#### Prompt:
Look through the entries below and extract exactly the lines from the one containing "pub fn state(&self)" through the one containing "self.state = ClientState::Connected;", ends included.

BEGIN Input data

// SPDX-License-Identifier: MIT

//! Clock abstraction for testable time handling.
//!
//! `base::TokenBucket`'s rate limiter needs monotonic time it can
//! advance in tests without sleeping a real thread, and anything that
//! timestamps a persisted config or a registry entry (`was_running`,
//! `started_at_epoch_ms`) needs wall-clock milliseconds. Both go
//! through `Clock` instead of calling `Instant::now()`/`SystemTime::now()`
//! directly, so a `FakeClock` can stand in for either in a test.

use parking_lot::Mutex;
use std::sync::Arc;
use std::time::{Duration, Instant, SystemTime, UNIX_EPOCH};

/// A clock that provides the current time.
pub trait Clock: Clone + Send + Sync {
    fn now(&self) -> Instant;
    fn epoch_ms(&self) -> u64;

    /// Monotonic time elapsed since an earlier `now()` reading. Saturates
    /// to zero rather than panicking if `since` is somehow in the future,
    /// which a `FakeClock` rewound mid-test could otherwise trigger.
    fn elapsed_since(&self, since: Instant) -> Duration {
        self.now().saturating_duration_since(since)
    }
}

/// Real system clock
#[derive(Clone, Default)]
pub struct SystemClock;

impl Clock for SystemClock {
    fn now(&self) -> Instant {
        Instant::now()
    }

    fn epoch_ms(&self) -> u64 {
        SystemTime::now()
            .duration_since(UNIX_EPOCH)
            .unwrap_or_default()
            .as_millis() as u64
    }
}

/// Fake clock for testing with controllable time
#[derive(Clone)]
pub struct FakeClock {
    current: Arc<Mutex<Instant>>,
    epoch_ms: Arc<Mutex<u64>>,
}

impl FakeClock {
    pub fn new() -> Self {
        Self {
            current: Arc::new(Mutex::new(Instant::now())),
            epoch_ms: Arc::new(Mutex::new(1_000_000)),
        }
    }

    /// Advance the clock by the given duration
    pub fn advance(&self, duration: Duration) {
        *self.current.lock() += duration;
        *self.epoch_ms.lock() += duration.as_millis() as u64;
    }

    /// Set the clock to a specific instant
    pub fn set(&self, instant: Instant) {
        *self.current.lock() = instant;
    }

    /// Set the epoch milliseconds value
    pub fn set_epoch_ms(&self, ms: u64) {
        *self.epoch_ms.lock() = ms;
    }
}

impl Default for FakeClock {
    fn default() -> Self {
        Self::new()
    }
}

impl Clock for FakeClock {
    fn now(&self) -> Instant {
        *self.current.lock()
    }

    fn epoch_ms(&self) -> u64 {
        *self.epoch_ms.lock()
    }
}

#[cfg(test)]
#[path = "clock_tests.rs"]
mod tests;
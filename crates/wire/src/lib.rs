// SPDX-License-Identifier: MIT

//! sk-wire: the control-socket line protocol.
//!
//! Requests are `\n`-terminated command lines; responses are an
//! exit-code byte followed by a UTF-8 body and a trailing NUL.

#![cfg_attr(test, allow(clippy::panic))]
#![cfg_attr(test, allow(clippy::unwrap_used))]
#![cfg_attr(test, allow(clippy::expect_used))]

pub mod codec;
pub mod error;
pub mod request;
pub mod response;
pub mod types;

pub use codec::{parse_line, read_request, tokenize, write_response};
pub use error::ProtocolError;
pub use request::Request;
pub use response::{ExitCode, Response};
pub use types::{RuntimeDetail, RuntimeSummary};
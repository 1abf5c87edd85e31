// SPDX-License-Identifier: MIT

//! The client runtime: non-blocking connect with an exponential-backoff
//! reconnect policy, then a raw read loop that
//! delivers bytes to the extension VM the same way a server
//! connection's raw-bytes mode does. `send()` queues writes for the
//! reactor to flush via writev once the underlying fd is writable.

use std::time::Duration;

use sk_core::{RuntimeStats, RuntimeStatsSnapshot};

use crate::base::WriteQueue;
use crate::extension::{ConnCtx, ExtensionVm, NullVm};

const BASE_BACKOFF: Duration = Duration::from_secs(1);
const MAX_BACKOFF: Duration = Duration::from_secs(30);

/// `-1` disabled, `0` infinite, `n>0` capped at `n` attempts.
#[derive(Debug, Clone, Copy, PartialEq, Eq)]
pub struct ReconnectPolicy(pub i64);

impl ReconnectPolicy {
    pub fn disabled() -> Self {
        Self(-1)
    }

    pub fn infinite() -> Self {
        Self(0)
    }

    pub fn max_attempts(n: u32) -> Self {
        Self(i64::from(n))
    }

    fn allows(self, attempts_so_far: u32) -> bool {
        match self.0 {
            n if n < 0 => false,
            0 => true,
            n => i64::from(attempts_so_far) < n,
        }
    }
}

#[derive(Debug, Clone, Copy, PartialEq, Eq)]
pub enum ClientState {
    Disconnected,
    Connecting,
    Connected,
}

pub struct ClientConfig {
    pub reconnect: ReconnectPolicy,
    pub write_high_water_mark: usize,
}

pub struct ClientRuntime<V: ExtensionVm = NullVm> {
    config: ClientConfig,
    vm: V,
    state: ClientState,
    attempts: u32,
    write_queue: WriteQueue,
    stats: RuntimeStats,
}

impl<V: ExtensionVm> ClientRuntime<V> {
    pub fn new(config: ClientConfig, vm: V) -> Self {
        let write_queue = WriteQueue::new(config.write_high_water_mark);
        Self { config, vm, state: ClientState::Disconnected, attempts: 0, write_queue, stats: RuntimeStats::default() }
    }

    pub fn state(&self) -> ClientState {
        self.state
    }

    pub fn begin_connect(&mut self) {
        self.state = ClientState::Connecting;
    }

    pub fn on_connected(&mut self) {
        self.state = ClientState::Connected;
        self.attempts = 0;
        self.stats.on_connect();
        let empty = std::collections::HashMap::new();
        self.vm.on_connect(&ConnCtx { connection_id: 0, metadata: &empty });
    }

    /// Called on a failed connect attempt, or on the drop of an
    /// established connection. Returns the backoff delay before the
    /// next attempt, or `None` if the reconnect policy has given up.
    pub fn on_disconnected(&mut self) -> Option<Duration> {
        let was_connected = self.state == ClientState::Connected;
        self.state = ClientState::Disconnected;
        if was_connected {
            self.stats.on_disconnect();
            let empty = std::collections::HashMap::new();
            self.vm.on_disconnect(&ConnCtx { connection_id: 0, metadata: &empty });
        }
        if !self.config.reconnect.allows(self.attempts) {
            return None;
        }
        let delay = backoff_for(self.attempts);
        self.attempts += 1;
        Some(delay)
    }

    pub fn feed(&mut self, bytes: &[u8]) {
        self.stats.on_message_in(bytes.len() as u64);
        let empty = std::collections::HashMap::new();
        self.vm.on_message(&ConnCtx { connection_id: 0, metadata: &empty }, bytes);
    }

    /// Queue a payload for the caller to flush via writev once the fd
    /// is writable. May be called from the extension VM.
    pub fn send(&mut self, payload: Vec<u8>) {
        self.write_queue.push(payload);
    }

    pub fn drain_writes(&mut self) -> Vec<Vec<u8>> {
        let mut out = Vec::new();
        while let Some(frame) = self.write_queue.pop() {
            out.push(frame);
        }
        out
    }

    pub fn dropped_writes(&self) -> u64 {
        self.write_queue.dropped
    }

    pub fn stats_snapshot(&self) -> RuntimeStatsSnapshot {
        self.stats.snapshot()
    }

    pub fn connection_count(&self) -> usize {
        usize::from(self.state == ClientState::Connected)
    }

    pub fn deliver_pubsub(&mut self, channel: &str, message: &[u8]) -> bool {
        if self.vm.subscriptions().iter().any(|c| c == channel) {
            self.vm.on_publish(channel, message);
            true
        } else {
            false
        }
    }
}

impl<V: ExtensionVm> sk_registry::RuntimeHandle for ClientRuntime<V> {
    fn teardown(&mut self) {
        self.state = ClientState::Disconnected;
        self.write_queue = WriteQueue::new(self.config.write_high_water_mark);
    }

    fn stats(&self) -> RuntimeStatsSnapshot {
        self.stats_snapshot()
    }

    fn connection_count(&self) -> usize {
        ClientRuntime::connection_count(self)
    }

    fn deliver_pubsub(&mut self, channel: &str, message: &[u8]) -> bool {
        ClientRuntime::deliver_pubsub(self, channel, message)
    }
}

fn backoff_for(attempts: u32) -> Duration {
    let capped = attempts.min(5); // 1s * 2^5 = 32s already exceeds the 30s cap
    let multiplier = 1u32 << capped;
    BASE_BACKOFF.saturating_mul(multiplier).min(MAX_BACKOFF)
}

#[cfg(test)]
#[path = "client_tests.rs"]
mod tests;
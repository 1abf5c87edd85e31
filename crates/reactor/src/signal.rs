// SPDX-License-Identifier: MIT

//! The signal-interrupt self-pipe. `request_stop()` writes one byte to
//! the write end; the read end is kept permanently submitted so the
//! byte surfaces as an ordinary completion the run loop recognizes by
//! its sentinel token, rather than needing a signal handler on the
//! reactor thread.

use std::os::fd::{AsRawFd, OwnedFd, RawFd};

use nix::fcntl::{fcntl, FcntlArg, OFlag};
use nix::unistd::pipe;

use crate::error::{ReactorError, Result};

pub struct SignalPipe {
    read: OwnedFd,
    write: OwnedFd,
}

impl SignalPipe {
    pub fn new() -> Result<Self> {
        let (read, write) = pipe().map_err(|e| ReactorError::Signal(e.into()))?;
        set_nonblocking(read.as_raw_fd()).map_err(|e| ReactorError::Signal(e.into()))?;
        Ok(Self { read, write })
    }

    pub fn read_fd(&self) -> RawFd {
        self.read.as_raw_fd()
    }

    /// Wake the reactor out of `submit_and_wait`. Called from
    /// `request_stop()` and from the daemon's SIGTERM/SIGINT handler.
    pub fn wake(&self) -> Result<()> {
        let byte = [1u8];
        // EAGAIN means a wake is already pending, which is fine.
        match nix::unistd::write(&self.write, &byte) {
            Ok(_) | Err(nix::errno::Errno::EAGAIN) => Ok(()),
            Err(e) => Err(ReactorError::Signal(e.into())),
        }
    }
}

fn set_nonblocking(fd: RawFd) -> std::result::Result<(), nix::errno::Errno> {
    let flags = fcntl(fd, FcntlArg::F_GETFL)?;
    let flags = OFlag::from_bits_truncate(flags) | OFlag::O_NONBLOCK;
    fcntl(fd, FcntlArg::F_SETFL(flags))?;
    Ok(())
}
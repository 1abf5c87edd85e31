// SPDX-License-Identifier: MIT

//! The per-daemon snapshot file: `<dir>/<daemon>.json`, written
//! atomically every 2s. Crash-safety follows the same tmp+fsync+rename
//! discipline as `sk_registry::persistence`, reused rather than
//! reinvented.

use std::fs::{self, File};
use std::io::Write;
use std::path::{Path, PathBuf};

use serde::{Deserialize, Serialize};

use crate::error::Result;

/// One runtime's contribution to this daemon's cluster snapshot.
#[derive(Debug, Clone, Serialize, Deserialize, PartialEq)]
pub struct RuntimeSnapshot {
    pub name: String,
    #[serde(rename = "type")]
    pub kind: String,
    pub group: Option<String>,
    pub port: u16,
    pub state: String,
    pub connections: u64,
}

/// What one daemon publishes about itself every tick.
#[derive(Debug, Clone, Serialize, Deserialize, PartialEq)]
pub struct DaemonSnapshot {
    pub daemon: String,
    pub host: String,
    pub heartbeat: u64,
    pub runtimes: Vec<RuntimeSnapshot>,
}

impl DaemonSnapshot {
    /// `true` if this snapshot's heartbeat is within the 10s staleness
    /// window as of `now_unix_secs`.
    pub fn is_fresh(&self, now_unix_secs: u64) -> bool {
        now_unix_secs.saturating_sub(self.heartbeat) < 10
    }

    pub fn group_counts(&self) -> std::collections::BTreeMap<String, usize> {
        let mut counts = std::collections::BTreeMap::new();
        for runtime in &self.runtimes {
            if let Some(group) = &runtime.group {
                *counts.entry(group.clone()).or_insert(0) += 1;
            }
        }
        counts
    }
}

fn snapshot_path(cluster_dir: &Path, daemon: &str) -> PathBuf {
    cluster_dir.join(format!("{daemon}.json"))
}

/// Write this daemon's snapshot atomically to
/// `<dir>/<this-daemon>.json`. `.tmp` siblings are ignored during scan.
pub fn write(cluster_dir: &Path, snapshot: &DaemonSnapshot) -> Result<()> {
    fs::create_dir_all(cluster_dir)?;
    let final_path = snapshot_path(cluster_dir, &snapshot.daemon);
    let tmp_path = final_path.with_extension("json.tmp");

    let body = serde_json::to_string_pretty(snapshot).map_err(crate::error::ClusterError::CorruptSnapshot)?;
    let mut file = File::create(&tmp_path)?;
    file.write_all(body.as_bytes())?;
    file.sync_all()?;
    fs::rename(&tmp_path, &final_path)?;
    Ok(())
}

/// Scan `cluster_dir` for every sibling `<daemon>.json` file, skipping
/// `.tmp` siblings and `self_name`'s own snapshot.
pub fn scan_peers(cluster_dir: &Path, self_name: &str) -> Result<Vec<DaemonSnapshot>> {
    let mut out = Vec::new();
    let entries = match fs::read_dir(cluster_dir) {
        Ok(entries) => entries,
        Err(e) if e.kind() == std::io::ErrorKind::NotFound => return Ok(out),
        Err(e) => return Err(e.into()),
    };
    for entry in entries {
        let path = entry?.path();
        if path.extension().and_then(|e| e.to_str()) != Some("json") {
            continue;
        }
        let Some(stem) = path.file_stem().and_then(|s| s.to_str()) else { continue };
        if stem == self_name {
            continue;
        }
        let body = fs::read_to_string(&path)?;
        match serde_json::from_str::<DaemonSnapshot>(&body) {
            Ok(snapshot) => out.push(snapshot),
            Err(e) => {
                tracing::warn!(file = %path.display(), error = %e, "skipping malformed peer snapshot");
            }
        }
    }
    Ok(out)
}

#[cfg(test)]
#[path = "snapshot_tests.rs"]
mod tests;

END Input data

#### Solution to the problem:
    pub fn state(&self) -> ClientState {
        self.state
    }

    pub fn begin_connect(&mut self) {
        self.state = ClientState::Connecting;
    }

    pub fn on_connected(&mut self) {
        self.state = ClientState::Connected;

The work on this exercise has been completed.